5. En statuant ainsi et en regardant comme accessoire, pour déterminer à quelle forme de société de droit français une entité étrangère est assimilable aux fins d'identifier le régime fiscal devant être appliqué à ses bénéfices, le critère de la limitation de la responsabilité financière des associés à concurrence de leurs apports, alors que l'existence d'une souplesse de gestion ou de clauses statutaires visant à permettre de protéger le caractère familial du capital n'excluent pas l'assimilation à une société de capitaux, et qu'à l'inverse, la limitation de la responsabilité financière des associés à concurrence de leurs apports distingue les sociétés à responsabilité limitée, les sociétés anonymes, les sociétés par actions simplifiées et, s'agissant de leurs associés commanditaires, les sociétés en commandite par actions des formes sociales mentionnées à l'article 8 du code général des impôts, la cour, qui au demeurant s'est abstenue de préciser le type de société de droit français auquel la société Carmejane LLC devait être assimilée, a commis une erreur de droit.

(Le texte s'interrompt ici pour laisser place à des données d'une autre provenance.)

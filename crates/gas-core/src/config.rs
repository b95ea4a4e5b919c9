//! Per-project settings, read from `<root>/.gas/config.toml`.

use crate::Result;
use gas_api::{DEFAULT_BASE_URL, DEFAULT_SCOPES};
use gas_fs::{ConfigStore, SourceLayout};
use serde::{Deserialize, Serialize};
use std::path::Path;
use std::time::Duration;

/// Settings of a [`crate::ScriptManager`].
///
/// Every field is optional in the file; missing fields take the defaults.
#[derive(Debug, Clone, PartialEq, Eq, Serialize, Deserialize)]
#[serde(default)]
pub struct ManagerConfig {
    /// Seconds to wait for the authorization flow
    pub auth_timeout_secs: u64,
    /// Move the first `<script>` block of downloaded markup into a sibling file
    pub split_html_scripts: bool,
    /// Create the web-app deployment when a project has none
    pub auto_create_web_app_deployment: bool,
    pub api_base_url: String,
    pub scopes: Vec<String>,
}

impl Default for ManagerConfig {
    fn default() -> Self {
        Self {
            auth_timeout_secs: 30,
            split_html_scripts: true,
            auto_create_web_app_deployment: true,
            api_base_url: DEFAULT_BASE_URL.to_string(),
            scopes: DEFAULT_SCOPES.iter().map(|s| s.to_string()).collect(),
        }
    }
}

impl ManagerConfig {
    pub fn auth_timeout(&self) -> Duration {
        Duration::from_secs(self.auth_timeout_secs)
    }

    /// Load the settings of the project at `root`, or defaults when the file
    /// does not exist.
    pub fn load(root: &Path) -> Result<Self> {
        let path = SourceLayout::new(root).config_file();
        let config = ConfigStore::new().load_optional(&path)?;
        Ok(config.unwrap_or_default())
    }

    /// Write the settings to `<root>/.gas/config.toml`.
    pub fn save(&self, root: &Path) -> Result<()> {
        let path = SourceLayout::new(root).config_file();
        ConfigStore::new().save(&path, self)?;
        Ok(())
    }
}

#[cfg(test)]
mod tests {
    use super::*;
    use pretty_assertions::assert_eq;

    #[test]
    fn defaults() {
        let config = ManagerConfig::default();
        assert_eq!(config.auth_timeout(), Duration::from_secs(30));
        assert!(config.split_html_scripts);
        assert!(config.auto_create_web_app_deployment);
        assert_eq!(config.scopes.len(), 4);
    }

    #[test]
    fn missing_file_gives_defaults() {
        let temp = tempfile::tempdir().unwrap();
        assert_eq!(ManagerConfig::load(temp.path()).unwrap(), ManagerConfig::default());
    }

    #[test]
    fn partial_file_keeps_other_defaults() {
        let temp = tempfile::tempdir().unwrap();
        let dir = temp.path().join(".gas");
        std::fs::create_dir_all(&dir).unwrap();
        std::fs::write(dir.join("config.toml"), "split_html_scripts = false\n").unwrap();

        let config = ManagerConfig::load(temp.path()).unwrap();
        assert!(!config.split_html_scripts);
        assert_eq!(config.auth_timeout_secs, 30);
    }

    #[test]
    fn save_then_load() {
        let temp = tempfile::tempdir().unwrap();
        let config = ManagerConfig {
            auth_timeout_secs: 5,
            ..Default::default()
        };
        config.save(temp.path()).unwrap();
        assert_eq!(ManagerConfig::load(temp.path()).unwrap(), config);
    }
}
//! Error types for gas-cli

/// Result type for CLI operations
pub type Result<T> = std::result::Result<T, CliError>;

/// Errors that can occur in CLI operations
#[derive(Debug, thiserror::Error)]
pub enum CliError {
    /// Error from gas-core
    #[error(transparent)]
    Core(#[from] gas_core::Error),

    /// Error from gas-fs
    #[error(transparent)]
    Fs(#[from] gas_fs::Error),

    /// Standard I/O error
    #[error(transparent)]
    Io(#[from] std::io::Error),

    /// User-facing error with a message
    #[error("{message}")]
    User { message: String },
}

impl CliError {
    /// Create a new user error with the given message
    pub fn user(message: impl Into<String>) -> Self {
        Self::User {
            message: message.into(),
        }
    }
}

6. Il résulte de ce qui précède, sans qu'il soit besoin de se prononcer sur les autres moyens du pourvoi, que le ministre est fondé à demander l'annulation de l'arrêt qu'il attaque.

7. Aux termes du second alinéa de l'article L. 821-2 du code de justice administrative : " Lorsque l'affaire fait l'objet d'un second pourvoi en cassation, le Conseil d'Etat statue définitivement sur cette affaire. " Le Conseil d'Etat étant saisi, en l'espèce, d'un second pourvoi en cassation, il lui incombe de régler l'affaire au fond.

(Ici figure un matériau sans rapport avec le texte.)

//! `reqwest` client for the Apps Script REST API (v1).

use crate::auth::Credential;
use crate::client::{Connector, ScriptApi};
use crate::types::{
    Content, Deployment, DeploymentConfig, ListDeploymentsResponse, ListVersionsResponse, Project,
    Version,
};
use crate::{Error, Result};
use async_trait::async_trait;
use reqwest::{Client, RequestBuilder, StatusCode};
use serde::de::DeserializeOwned;
use serde::{Deserialize, Serialize};
use std::sync::Arc;
use std::time::Duration;

/// Production endpoint of the Apps Script API.
pub const DEFAULT_BASE_URL: &str = "https://script.googleapis.com";

/// Largest page the list endpoints accept.
pub const PAGE_SIZE: u32 = 50_000;

const REQUEST_TIMEOUT: Duration = Duration::from_secs(30);

/// Google error envelope: `{"error": {"code": 404, "message": "...", "status": "NOT_FOUND"}}`
#[derive(Deserialize)]
struct ErrorEnvelope {
    error: ErrorBody,
}

#[derive(Deserialize)]
struct ErrorBody {
    #[serde(default)]
    message: String,
}

#[derive(Serialize)]
struct CreateProjectRequest<'a> {
    title: &'a str,
}

#[derive(Serialize)]
struct CreateVersionRequest<'a> {
    description: &'a str,
}

#[derive(Serialize)]
#[serde(rename_all = "camelCase")]
struct UpdateDeploymentRequest<'a> {
    deployment_config: &'a DeploymentConfig,
}

/// Authenticated HTTP client for one credential.
#[derive(Debug, Clone)]
pub struct HttpScriptApi {
    client: Client,
    base_url: String,
    token: String,
}

impl HttpScriptApi {
    pub fn new(base_url: &str, token: impl Into<String>) -> Result<Self> {
        let client = Client::builder().timeout(REQUEST_TIMEOUT).build()?;
        Ok(Self {
            client,
            base_url: base_url.trim_end_matches('/').to_string(),
            token: token.into(),
        })
    }

    pub fn base_url(&self) -> &str {
        &self.base_url
    }

    fn url(&self, path: &str) -> String {
        format!("{}/v1/{}", self.base_url, path)
    }

    fn project_path(script_id: &str, rest: &str) -> String {
        if rest.is_empty() {
            format!("projects/{}", script_id)
        } else {
            format!("projects/{}/{}", script_id, rest)
        }
    }

    async fn send<T: DeserializeOwned>(&self, req: RequestBuilder) -> Result<T> {
        let response = req.bearer_auth(&self.token).send().await?;
        Self::handle_response(response).await
    }

    async fn handle_response<T: DeserializeOwned>(response: reqwest::Response) -> Result<T> {
        let status = response.status();
        if !status.is_success() {
            let text = response.text().await?;
            let message = serde_json::from_str::<ErrorEnvelope>(&text)
                .map(|e| e.error.message)
                .unwrap_or(text);
            tracing::debug!(status = status.as_u16(), %message, "Remote call failed");
            return Err(match status {
                StatusCode::UNAUTHORIZED | StatusCode::FORBIDDEN => Error::Unauthorized(message),
                StatusCode::NOT_FOUND => Error::NotFound(message),
                _ => Error::Api {
                    status: status.as_u16(),
                    message,
                },
            });
        }
        let bytes = response.bytes().await?;
        serde_json::from_slice(&bytes).map_err(|e| Error::InvalidResponse(e.to_string()))
    }

    /// Collect every page of a list endpoint.
    async fn fetch_all<P, T>(
        &self,
        path: &str,
        split: impl Fn(P) -> (Vec<T>, Option<String>),
    ) -> Result<Vec<T>>
    where
        P: DeserializeOwned,
    {
        let mut items = Vec::new();
        let mut page_token: Option<String> = None;
        loop {
            let mut req = self
                .client
                .get(self.url(path))
                .query(&[("pageSize", PAGE_SIZE.to_string())]);
            if let Some(token) = &page_token {
                req = req.query(&[("pageToken", token)]);
            }
            let (page, next) = split(self.send::<P>(req).await?);
            items.extend(page);
            match next {
                Some(token) if !token.is_empty() => page_token = Some(token),
                _ => break,
            }
        }
        Ok(items)
    }
}

#[async_trait]
impl ScriptApi for HttpScriptApi {
    async fn create_project(&self, title: &str) -> Result<Project> {
        let req = self
            .client
            .post(self.url("projects"))
            .json(&CreateProjectRequest { title });
        self.send(req).await
    }

    async fn get_project(&self, script_id: &str) -> Result<Project> {
        let req = self.client.get(self.url(&Self::project_path(script_id, "")));
        self.send(req).await
    }

    async fn get_content(&self, script_id: &str, version: Option<u32>) -> Result<Content> {
        let mut req = self
            .client
            .get(self.url(&Self::project_path(script_id, "content")));
        if let Some(version) = version {
            req = req.query(&[("versionNumber", version)]);
        }
        self.send(req).await
    }

    async fn update_content(&self, script_id: &str, content: &Content) -> Result<Content> {
        let req = self
            .client
            .put(self.url(&Self::project_path(script_id, "content")))
            .json(content);
        self.send(req).await
    }

    async fn list_versions(&self, script_id: &str) -> Result<Vec<Version>> {
        self.fetch_all(
            &Self::project_path(script_id, "versions"),
            |page: ListVersionsResponse| (page.versions, page.next_page_token),
        )
        .await
    }

    async fn create_version(&self, script_id: &str, description: &str) -> Result<Version> {
        let req = self
            .client
            .post(self.url(&Self::project_path(script_id, "versions")))
            .json(&CreateVersionRequest { description });
        self.send(req).await
    }

    async fn list_deployments(&self, script_id: &str) -> Result<Vec<Deployment>> {
        self.fetch_all(
            &Self::project_path(script_id, "deployments"),
            |page: ListDeploymentsResponse| (page.deployments, page.next_page_token),
        )
        .await
    }

    async fn create_deployment(
        &self,
        script_id: &str,
        config: &DeploymentConfig,
    ) -> Result<Deployment> {
        let req = self
            .client
            .post(self.url(&Self::project_path(script_id, "deployments")))
            .json(config);
        self.send(req).await
    }

    async fn update_deployment(
        &self,
        script_id: &str,
        deployment_id: &str,
        config: &DeploymentConfig,
    ) -> Result<Deployment> {
        let path = Self::project_path(script_id, &format!("deployments/{}", deployment_id));
        let req = self
            .client
            .put(self.url(&path))
            .json(&UpdateDeploymentRequest {
                deployment_config: config,
            });
        self.send(req).await
    }
}

/// Connects [`HttpScriptApi`] clients to a fixed base URL.
#[derive(Debug, Clone)]
pub struct HttpConnector {
    base_url: String,
}

impl HttpConnector {
    pub fn new(base_url: impl Into<String>) -> Self {
        Self {
            base_url: base_url.into(),
        }
    }
}

impl Default for HttpConnector {
    fn default() -> Self {
        Self::new(DEFAULT_BASE_URL)
    }
}

impl Connector for HttpConnector {
    fn connect(&self, credential: &Credential) -> Result<Arc<dyn ScriptApi>> {
        if credential.access_token.is_empty() {
            return Err(Error::Unauthorized("empty access token".into()));
        }
        let api = HttpScriptApi::new(&self.base_url, credential.access_token.clone())?;
        Ok(Arc::new(api))
    }
}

Sur la régularité du jugement attaqué :

8. Le tribunal administratif, qui n'était pas tenu de répondre à tous les arguments présentés par la société Carmejane LLC à l'appui des moyens qu'il soulevait devant lui, a répondu par un jugement suffisamment motivé à l'ensemble de ceux-ci, notamment à celui tiré de l'irrégularité de la procédure d'évaluation d'office prévue à l'article L. 74 du livre des procédures fiscales.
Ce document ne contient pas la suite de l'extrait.